Bien qu’importante, cette décision n’a pas été prise à l’unanimité. Trois juges étaient dissidents. Des six juges qui ont formé la majorité, une a pris sa retraite (la juge Abella) et un autre la prendra en 2022 (le juge Moldaver). Chaque nouvelle configuration de la Cour apporte de nouvelles approches à l’égard du fédéralisme et nous ne pensons pas qu’il en sera autrement cette fois-ci. Le temps nous dira si l’arrêt Renvois relatifs à la LTPGES constitue un élargissement exceptionnel des pouvoirs fédéraux compte tenu des dangers posés par les changements climatiques ou un nouveau moyen pour le gouvernement fédéral d’imposer des normes nationales minimales à l’égard de matières ayant des effets interprovinciaux.
Suivant la décision de la Cour suprême, tous les yeux sont maintenant tournés vers la façon dont le gouvernement fédéral évalue la rigueur des régimes de tarification du carbone provinciaux. La Cour fédérale a récemment rejeté la contestation par le Manitoba de l’imposition d’un filet de sécurité pour la redevance sur les combustibles dans la province, jugeant que le gouvernement fédéral avait correctement déterminé que le régime du Manitoba n’était pas assez rigoureux. S’appuyant sur ces décisions, Environnement et Changement climatique Canada devrait se pencher sur les lacunes dans ses normes de rigueur cette année, après son examen quinquennal de la LTPGES.

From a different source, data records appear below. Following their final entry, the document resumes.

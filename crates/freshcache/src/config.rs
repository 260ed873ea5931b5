//! Cache configuration.

use std::time::Duration;

use serde::Deserialize;

/// Runtime settings for a cache instance.
///
/// All fields have defaults, so embedders can construct a cache with
/// [`Default::default`] or deserialize partial overrides from their own
/// configuration files.
#[derive(Debug, Clone, Deserialize)]
#[serde(default)]
pub struct Config {
    /// Delay between registering a computation and its first run.
    #[serde(with = "humantime_serde")]
    pub startup_delay: Duration,

    /// Deadline applied to reads when the caller does not pass one.
    #[serde(with = "humantime_serde")]
    pub default_get_timeout: Duration,

    /// Capacity of each worker's mailbox.
    ///
    /// The mailbox carries reader subscriptions and refresh triggers; a full
    /// mailbox briefly blocks new readers, it never drops messages.
    pub mailbox_size: usize,

    /// Statsd metrics reporting. Metrics are disabled when unset.
    pub metrics: Option<MetricsConfig>,
}

impl Default for Config {
    fn default() -> Self {
        Config {
            startup_delay: Duration::from_millis(1000),
            default_get_timeout: Duration::from_secs(30),
            mailbox_size: 32,
            metrics: None,
        }
    }
}

impl Config {
    /// Wires up statsd reporting when a [`MetricsConfig`] is present.
    ///
    /// A no-op without one; metrics then stay disabled for the process.
    pub fn configure_metrics(&self) -> anyhow::Result<()> {
        if let Some(metrics) = &self.metrics {
            crate::metrics::configure_statsd(
                &metrics.prefix,
                metrics.statsd.as_str(),
                Default::default(),
            )?;
        }
        Ok(())
    }
}

/// Control the metrics.
#[derive(Debug, Clone, Deserialize)]
pub struct MetricsConfig {
    /// host/port of statsd instance
    pub statsd: String,
    /// The prefix that should be added to all metrics.
    #[serde(default = "default_metrics_prefix")]
    pub prefix: String,
}

fn default_metrics_prefix() -> String {
    "freshcache".into()
}
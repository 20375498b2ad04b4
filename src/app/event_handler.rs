use std::collections::HashSet;

use super::state::{AiMessage, AppState, Effect, Event, Screen, Session};
use crate::audio::AudioEvent;
use crate::camera::PermissionStatus;

/// Apply one event to the state. This is the core state machine.
///
/// Pure: all I/O is returned as effects for the controller to run.
pub fn handle_event(state: &mut AppState, event: Event) -> Vec<Effect> {
    let screen = Screen::resolve(state);
    let mut effects = Vec::new();

    match event {
        Event::RequestPermission => {
            if screen == Screen::Permission {
                log::info!("Requesting camera permission...");
                effects.push(Effect::RequestPermission);
            } else {
                ignore("permission request", screen);
            }
        }
        Event::PermissionLoaded(status) => {
            log::info!("Camera permission status: {status:?}");
            state.permission = status;
        }
        Event::PermissionResolved(status) => {
            log::info!("Camera permission status after request: {status:?}");
            state.permission = status;
            if status == PermissionStatus::Denied {
                effects.push(Effect::OpenSettings);
            }
        }
        Event::TakePhoto => {
            if screen == Screen::Camera {
                effects.push(Effect::TakePhoto);
            } else {
                ignore("capture", screen);
            }
        }
        Event::Focus(point) => {
            if screen == Screen::Camera {
                effects.push(Effect::Focus(point));
            } else {
                ignore("focus", screen);
            }
        }
        Event::FocusApplied(point) => {
            if screen == Screen::Camera {
                state.focus_spot = Some(point);
            }
        }
        Event::PhotoCaptured(path) => {
            log::info!("New image taken: {}", path.display());
            state.session = Session {
                image_path: Some(path),
                ..Session::default()
            };
            state.epoch += 1;
            state.focus_spot = None;
            state.last_error = None;
            effects.push(Effect::StopPolling);
        }
        Event::CaptureFailed(err) => {
            log::error!("Failed to take photo: {err}");
            state.last_error = Some(format!("Capture failed: {err}"));
        }
        Event::Analyze => {
            if screen != Screen::Captured {
                ignore("analyze", screen);
            } else if let Some(path) = state.session.image_path.clone() {
                log::info!("Sending image for analysis");
                state.session.analyzing = true;
                state.last_error = None;
                effects.push(Effect::StartPolling);
                effects.push(Effect::Upload {
                    path,
                    epoch: state.epoch,
                });
            }
        }
        Event::Reset => {
            log::info!("Resetting session");
            reset(state, &mut effects);
        }
        Event::Quit => {}
        Event::UploadComplete { epoch, response } => {
            if is_stale(state, epoch, "upload response") {
                return effects;
            }
            if let Some(texts) = response.texts_found.filter(|t| !t.is_empty()) {
                state.session.texts_found = texts;
            }
            if let Some(thread_id) = response.thread_id.filter(|t| !t.is_empty()) {
                log::info!("Will start polling with thread id: {thread_id}");
                state.session.thread_id = Some(thread_id.clone());
                effects.push(Effect::FetchMessages { thread_id, epoch });
            }
        }
        Event::UploadFailed { epoch, error } => {
            if is_stale(state, epoch, "upload failure") {
                return effects;
            }
            log::error!("Upload failed: {error}");
            state.session.analyzing = false;
            state.last_error = Some(format!("Upload failed: {error}"));
            effects.push(Effect::StopPolling);
        }
        Event::MessagesFetched { epoch, messages } => {
            if is_stale(state, epoch, "messages") {
                return effects;
            }
            replace_queue(&mut state.session, messages);
            activate_head(&mut state.session, &mut effects);
        }
        Event::FetchFailed { epoch, error } => {
            if !is_stale(state, epoch, "fetch failure") {
                log::warn!("Polling messages failed: {error}");
            }
        }
        Event::PollTick => match (&state.session.thread_id, state.session.analyzing) {
            (Some(thread_id), true) => {
                log::debug!("Poll messages for thread {thread_id}");
                effects.push(Effect::FetchMessages {
                    thread_id: thread_id.clone(),
                    epoch: state.epoch,
                });
            }
            (None, true) => log::debug!("Don't fetch, no thread id yet"),
            (_, false) => log::debug!("Poll tick outside analysis"),
        },
        Event::Audio(AudioEvent::FinishedPlaying { url }) => {
            let session = &mut state.session;
            let is_active = session
                .active_message()
                .is_some_and(|m| m.audio_url == url && session.processed_ids.contains(&m.id));
            if is_active {
                log::debug!("Audio finished playing: {url}");
                session.queue.pop_front();
                activate_head(session, &mut effects);
            } else {
                log::debug!("Ignoring finish of {url}, not the active message");
            }
        }
        Event::Audio(other) => log::debug!("Audio event: {other:?}"),
    }

    effects
}

fn ignore(what: &str, screen: Screen) {
    log::debug!("Ignoring {what} on {screen:?} screen");
}

/// Responses from before the last capture/reset, or after analysis stopped, are dropped.
fn is_stale(state: &AppState, epoch: u64, what: &str) -> bool {
    if epoch != state.epoch || !state.session.analyzing {
        log::debug!("Discarding stale {what} (epoch {epoch}, current {})", state.epoch);
        return true;
    }
    false
}

fn reset(state: &mut AppState, effects: &mut Vec<Effect>) {
    state.session = Session::default();
    state.epoch += 1;
    state.focus_spot = None;
    state.last_error = None;
    effects.push(Effect::StopPolling);
    effects.push(Effect::StopAudio);
}

/// The latest fetch is authoritative: the queue is replaced, never merged.
fn replace_queue(session: &mut Session, messages: Vec<AiMessage>) {
    let mut seen = HashSet::new();
    let mut fresh: Vec<AiMessage> = messages
        .into_iter()
        .filter(|m| !session.processed_ids.contains(&m.id) && seen.insert(m.id.clone()))
        .collect();
    fresh.sort_by(|a, b| a.created_at.total_cmp(&b.created_at));
    session.queue = fresh.into();
}

/// Deliver the queue head if it hasn't been delivered yet.
fn activate_head(session: &mut Session, effects: &mut Vec<Effect>) {
    while let Some(head) = session.active_message() {
        if session.processed_ids.contains(&head.id) {
            return;
        }
        let head = head.clone();
        session.processed_ids.insert(head.id.clone());
        log::info!(
            "Delivering message {} of thread {} ({} chars)",
            head.id,
            head.thread_id,
            head.text.len()
        );
        session.result = Some(head.text);

        if head.audio_url.is_empty() {
            log::warn!("Message {} has no audio, advancing", head.id);
            session.queue.pop_front();
            continue;
        }
        effects.push(Effect::PlayAudio(head.audio_url));
        return;
    }
}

De manière plus générale, nous observons une hausse des litiges liés aux changements climatiques partout dans le monde, leur nombre ayant plus que doublé depuis 20158. Bien que la plupart de ces litiges sont initiés aux États-Unis, ils augmentent et s’étendent à de plus en plus de pays. Le type et la nature de ces contestations judiciaires sont également de plus en plus diversifiés. En outre, alors que ces litiges ciblent souvent les gouvernements, ils sont aussi utilisés par les parties prenantes pour influencer la gouvernance d’entreprise, ce qui comprend les engagements liés aux facteurs ESG et aux émissions, comme ce fut le cas dans la décision très médiatisée d’un tribunal des Pays-Bas obligeant Royal Dutch Shell à réduire davantage ses émissions de CO2 d’ici 2030 (jugement qui est maintenant en appel). Cette tendance s’observe également au Canada, qu’il s’agisse de la hausse des propositions d’actionnaires liées aux changements climatiques ou de la contestation des déclarations d’écoresponsabilité devant le Bureau de la concurrence.
Un certain nombre de décisions clés de 2021 nous montrent qu’en l’absence de preuves d’iniquité considérable, les tribunaux obligeront probablement les parties à respecter les contrats qu’elles ont signés. En 2022, les entreprises devraient lire attentivement leurs contrats pour s’assurer qu’ils reflètent leurs ententes telles qu’elles les comprennent, et ne pas compter sur l’intervention du tribunal pour se soustraire à un engagement devenu défavorable. En même temps, les développements judiciaires survenus en 2021 montrent que les entreprises demeurent vulnérables aux réclamations des consommateurs ou des employés même si elles respectent un contrat à la lettre. À mesure que l’année avance, il sera intéressant de voir quelles seront les répercussions de ces enjeux sur les entreprises encore aux prises avec les perturbations causées par la pandémie.